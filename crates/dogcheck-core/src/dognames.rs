//! Reference dog name set and the dog / not-dog decisions built on it.

use std::collections::HashSet;
use std::path::Path;

use crate::error::{Error, Result};
use crate::labels::{classifier_terms, normalize_label};

/// Normalized, read-only set of names that denote dogs.
///
/// Each line of the reference source may carry several comma-separated
/// synonyms; every one of them becomes its own member.
#[derive(Debug, Clone, Default, PartialEq, Eq)]
pub struct DogNames {
    names: HashSet<String>,
}

impl DogNames {
    /// Load the set from a newline-delimited file.
    pub fn load(path: &Path) -> Result<Self> {
        let contents =
            std::fs::read_to_string(path).map_err(|source| Error::ResourceUnavailable {
                path: path.to_path_buf(),
                source,
            })?;
        Ok(Self::parse(&contents))
    }

    /// Parse the set from the contents of a reference source.
    pub fn parse(contents: &str) -> Self {
        contents
            .lines()
            .flat_map(|line| line.split(','))
            .collect()
    }

    /// Exact membership test on an already normalized name.
    pub fn contains(&self, name: &str) -> bool {
        self.names.contains(name)
    }

    pub fn len(&self) -> usize {
        self.names.len()
    }

    pub fn is_empty(&self) -> bool {
        self.names.is_empty()
    }
}

impl<S: AsRef<str>> FromIterator<S> for DogNames {
    fn from_iter<I: IntoIterator<Item = S>>(iter: I) -> Self {
        let names = iter
            .into_iter()
            .map(|name| normalize_label(name.as_ref()))
            .filter(|name| !name.is_empty())
            .collect();
        Self { names }
    }
}

/// True iff the normalized label is an exact member of `dog_names`.
///
/// Stricter than label matching: no substring search is done here.
pub fn is_dog(label: &str, dog_names: &DogNames) -> bool {
    dog_names.contains(&normalize_label(label))
}

/// True iff any term of a multi-term classifier output is a dog name.
pub fn is_dog_in_output(classifier_output: &str, dog_names: &DogNames) -> bool {
    classifier_terms(classifier_output).any(|term| dog_names.contains(&term))
}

________________________

### Problem to work on
Return, line for line and unchanged, the data from its first line through the line containing "impl<S: AsRef<str>> FromIterator<S>".

### Response
filename crates/dogcheck-core/src/dognames.rs
//! Reference dog name set and the dog / not-dog decisions built on it.

use std::collections::HashSet;
use std::path::Path;

use crate::error::{Error, Result};
use crate::labels::{classifier_terms, normalize_label};

/// Normalized, read-only set of names that denote dogs.
///
/// Each line of the reference source may carry several comma-separated
/// synonyms; every one of them becomes its own member.
#[derive(Debug, Clone, Default, PartialEq, Eq)]
pub struct DogNames {
    names: HashSet<String>,
}

impl DogNames {
    /// Load the set from a newline-delimited file.
    pub fn load(path: &Path) -> Result<Self> {
        let contents =
            std::fs::read_to_string(path).map_err(|source| Error::ResourceUnavailable {
                path: path.to_path_buf(),
                source,
            })?;
        Ok(Self::parse(&contents))
    }

    /// Parse the set from the contents of a reference source.
    pub fn parse(contents: &str) -> Self {
        contents
            .lines()
            .flat_map(|line| line.split(','))
            .collect()
    }

    /// Exact membership test on an already normalized name.
    pub fn contains(&self, name: &str) -> bool {
        self.names.contains(name)
    }

    pub fn len(&self) -> usize {
        self.names.len()
    }

    pub fn is_empty(&self) -> bool {
        self.names.is_empty()
    }
}

impl<S: AsRef<str>> FromIterator<S> for DogNames {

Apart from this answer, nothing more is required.